願はくは 花のしたにて・・・ 3月25日
▼ 「テニスコートの桜を観にこないか」 同期のAの誘いにのって、カメラとラケットを持ってグランドを目指した。Aのことについては、昨年11月25日で紹介した。Aは相変わらず毎週欠かさずそのグランドで朝から夕方まで走り回っている。
▼ グランドに行く途中、ソメイヨシノの可憐な姿にとらわれ、ついついシャッターを押した。そうしてグランドに着いた時は、午後を回っていた。

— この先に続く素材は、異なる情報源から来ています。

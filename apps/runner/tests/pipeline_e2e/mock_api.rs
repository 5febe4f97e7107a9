//! Mock KernelCI API for E2E tests.
//!
//! Starts an in-process HTTP server with the node and pub/sub endpoints
//! the runner uses and records what it receives.

use std::collections::{HashMap, VecDeque};
use std::net::TcpListener;
use std::sync::{Arc, Mutex};
use std::time::Duration;

use actix_web::{App, HttpRequest, HttpResponse, HttpServer, get, post, put, web};
use serde_json::{Value, json};

/// A results submission received by the mock.
#[derive(Debug, Clone)]
pub struct Submission {
    pub node_id: String,
    pub authorization: Option<String>,
    pub body: Value,
}

/// Shared state for the mock API.
#[derive(Default)]
pub struct MockApiState {
    pub nodes: HashMap<String, Value>,
    pub created: Vec<Value>,
    pub submissions: Vec<Submission>,
    /// Answer node updates with 500
    pub fail_submissions: bool,
    /// Node payloads handed out by `listen`, oldest first
    pub events: VecDeque<Value>,
    pub subscriptions: Vec<String>,
    pub unsubscribed: Vec<String>,
    next_id: usize,
}

/// Timestamps are sent without an offset.
pub const API_TIMESTAMP: &str = "2024-02-02T11:43:15.473000";

type SharedState = web::Data<Arc<Mutex<MockApiState>>>;

#[get("/latest/node/{id}")]
async fn get_node(state: SharedState, id: web::Path<String>) -> HttpResponse {
    let state = state.lock().unwrap();
    match state.nodes.get(id.as_str()) {
        Some(node) => HttpResponse::Ok().json(node),
        None => HttpResponse::NotFound().json(json!({ "detail": "Node not found" })),
    }
}

#[post("/latest/node")]
async fn create_node(state: SharedState, body: web::Json<Value>) -> HttpResponse {
    let mut state = state.lock().unwrap();
    state.next_id += 1;
    let id = format!("child-{}", state.next_id);

    let mut node = body.into_inner();
    node["id"] = Value::String(id.clone());
    node["created"] = json!(API_TIMESTAMP);
    node["updated"] = json!(API_TIMESTAMP);
    state.created.push(node.clone());
    state.nodes.insert(id, node.clone());
    HttpResponse::Ok().json(node)
}

#[put("/latest/nodes/{id}")]
async fn submit_results(
    req: HttpRequest,
    state: SharedState,
    id: web::Path<String>,
    body: web::Json<Value>,
) -> HttpResponse {
    let mut state = state.lock().unwrap();
    if state.fail_submissions {
        return HttpResponse::InternalServerError()
            .json(json!({ "detail": "database unavailable" }));
    }
    if !state.nodes.contains_key(id.as_str()) {
        return HttpResponse::NotFound().json(json!({ "detail": "Node not found" }));
    }
    let authorization = req
        .headers()
        .get("Authorization")
        .and_then(|v| v.to_str().ok())
        .map(String::from);
    state.submissions.push(Submission {
        node_id: id.into_inner(),
        authorization,
        body: body.into_inner(),
    });
    HttpResponse::Ok().json(json!({ "status": "ok" }))
}

#[post("/latest/subscribe/{channel}")]
async fn subscribe(state: SharedState, channel: web::Path<String>) -> HttpResponse {
    let mut state = state.lock().unwrap();
    state.subscriptions.push(channel.into_inner());
    let id = state.subscriptions.len();
    HttpResponse::Ok().json(json!({ "id": id, "channel": "node", "user": "admin" }))
}

#[get("/latest/listen/{id}")]
async fn listen(state: SharedState, _id: web::Path<String>) -> HttpResponse {
    let next = state.lock().unwrap().events.pop_front();
    let data = match next {
        Some(node) => node,
        None => {
            tokio::time::sleep(Duration::from_millis(20)).await;
            json!("BEEP")
        }
    };
    let cloud_event = json!({
        "specversion": "1.0",
        "type": "api.kernelci.org",
        "source": "https://api.kernelci.org/",
        "id": "1e5b2c7a",
        "data": data
    });
    HttpResponse::Ok().json(json!({
        "type": "message",
        "pattern": null,
        "channel": "node",
        "data": cloud_event.to_string()
    }))
}

#[post("/latest/unsubscribe/{id}")]
async fn unsubscribe(state: SharedState, id: web::Path<String>) -> HttpResponse {
    state.lock().unwrap().unsubscribed.push(id.into_inner());
    HttpResponse::Ok().finish()
}

/// Mock KernelCI API server.
pub struct MockKernelCi {
    pub url: String,
    pub state: Arc<Mutex<MockApiState>>,
}

impl MockKernelCi {
    /// Start the mock API on an ephemeral port with the given nodes.
    pub async fn start(nodes: Vec<Value>) -> Self {
        let mut initial = MockApiState::default();
        for node in nodes {
            let id = node["id"].as_str().expect("node without id").to_string();
            initial.nodes.insert(id, node);
        }
        let state = Arc::new(Mutex::new(initial));

        let listener = TcpListener::bind("127.0.0.1:0").expect("failed to bind");
        let port = listener.local_addr().unwrap().port();
        let url = format!("http://127.0.0.1:{}", port);

        let state_data = state.clone();
        let server = HttpServer::new(move || {
            App::new()
                .app_data(web::Data::new(state_data.clone()))
                .service(get_node)
                .service(create_node)
                .service(submit_results)
                .service(subscribe)
                .service(listen)
                .service(unsubscribe)
        })
        .workers(1)
        .listen(listener)
        .expect("failed to listen")
        .disable_signals()
        .run();

        // Server lives for the process lifetime
        tokio::spawn(server);

        MockKernelCi { url, state }
    }

    pub fn created(&self) -> Vec<Value> {
        self.state.lock().unwrap().created.clone()
    }

    pub fn submissions(&self) -> Vec<Submission> {
        self.state.lock().unwrap().submissions.clone()
    }

    pub fn fail_submissions(&self) {
        self.state.lock().unwrap().fail_submissions = true;
    }

    /// Queue a node event as the API publishes it (`op` plus node fields).
    pub fn publish(&self, op: &str, node: &Value) {
        let mut event = node.clone();
        event["op"] = json!(op);
        self.state.lock().unwrap().events.push_back(event);
    }

    pub fn subscriptions(&self) -> Vec<String> {
        self.state.lock().unwrap().subscriptions.clone()
    }

    pub fn unsubscribed(&self) -> Vec<String> {
        self.state.lock().unwrap().unsubscribed.clone()
    }
}

/// A checkout node as the API returns it.
pub fn checkout_node(id: &str) -> Value {
    json!({
        "id": id,
        "kind": "checkout",
        "name": "checkout",
        "path": ["checkout"],
        "state": "available",
        "artifacts": { "tarball": "https://storage.example.org/linux-6.8.tar.gz" },
        "group": null,
        "parent": null,
        "result": null,
        "data": {
            "kernel_revision": {
                "tree": "mainline",
                "branch": "master",
                "commit": "e8f897f4afef0031fe618a8e94127a0934896aba"
            }
        },
        "created": API_TIMESTAMP,
        "updated": "2024-02-02T11:48:02.108000",
        "timeout": "2024-02-02T17:43:15.473000",
        "holdoff": null,
        "owner": "admin",
        "user_groups": []
    })
}

/// A checkout that has no artifacts yet.
pub fn bare_checkout_node(id: &str) -> Value {
    let mut node = checkout_node(id);
    node["artifacts"] = Value::Null;
    node
}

「おー、来たか」と迎えてくれたAの周りには、同じテレビ局で四半世紀を共にしてきた先輩たちが顔を連ねていた。国際派の記者、ディレクター、カメラマン・・・それぞれが第一線の現場で場を張ってきたつわものだ。まもなく50歳になろうというAがその中で一番若く、そのグループの中でみるとなんとも初々しく見えるから不思議だ。4人がコートに入って試合に興じている間、残りは周りの芝生に寝転がっている。その頭上にソメイヨシノの巨樹があった。これが、いつもAの話に出てくる桜の樹だ。
▼皆を真似て大の字になった。心地良い風が吹いた。何度か通ったメバル釣りを思い出した。カメラマンとして活躍したSさんも横で大の字になっている。広島で勤務していた頃、Sさんに、ある釣り船を紹介してもらったことがある。早朝、船に乗り込み、瀬戸内ののどかな海に出て、船長の厳しい指導を受けながら、ひたすらメバルを釣る。昼前になると、船は静かに牡蠣筏の横に着けられる。牡蠣筏に乗り移って、皆で食事をする。船長が獲れたてのメバルをさばいてくれた。
桜の下でそよぐ風を受けながらSさんがなつかしそうに語った。「牡蠣筏で昼飯食べたら、皆で昼寝する。その時、ほんとうに気持ちのいい風が吹く。それを皆、『天国からのもらい風』と呼ぶんですよ。」 そうだ、そうだ、思い出した、『天国からのもらい風』だった。
▼情けないほど下手くそなテニスだったが、皆、悪い顔せず、付き合ってくれた。汗を流した後、この日の目的の達成にかかった。テニスコート前の桜の樹の下に、Aに寝転がってもらう。そして出来上がった写真に、日頃、Aが口にするお気に入りの西行法師の句を添える。春になったら、その写真と句をこの「草木花便り」に載せようとずいぶん前から計画していた。笑れるかもしれないが、50歳になり、こんなアホなことを考える余裕が少し生まれた。
▼西行は満月の白く光る夜、花盛りの桜のもとで73歳の生涯を終えた。亡くなる年の初め、西行は弟子にこう言っている。「もう間もなく花が開くな。春ごとに桜が咲くと思うだけで、胸が嬉しさで膨らむ。これだけで生は成就している。どうか、私が死んだら俊成殿に伝えてほしい。桜の花が人々の心を浮き立たせる時、その喜びの中に私がいるとな。」(西行花伝 辻邦生作より)
Aが敬愛する西行の辞世の句
願わくは 花のしたにて 春死なん
そのきさらぎの 望月の頃
▼それから数日後の昼休み、近くの公園で皆と花見をした。Aも一緒だった。人間たちの宴を遠巻きに見物するカラスが余りにも多いのには少々驚いたが、のどかで愉快な一時だった。
▼一塵の風が吹いた。桜の花びら一枚が、Aの紙コップに舞い落ちた。
西行花伝の最後のくだりを思い出す。
「 桜の花に陶酔(うかれ)る日、ぜひその花の一枚をわが師、西行に献じてほしい。師は機嫌のいいある日私にこんな歌を示されたからである。
仏には 桜の花を たてまつれ 我が後の世を 人とぶらはば 」
桜の花びらが舞い落ちた紙コップを見て、Aをからかった。「西行みたいだな。」 即座にAは元気な関西弁で切り替えした。「お前、おれを死なす気か。」 まだまだ、枯れてはいないようだ。これから何度もテニスコート横の満開の桜を拝めることだろう。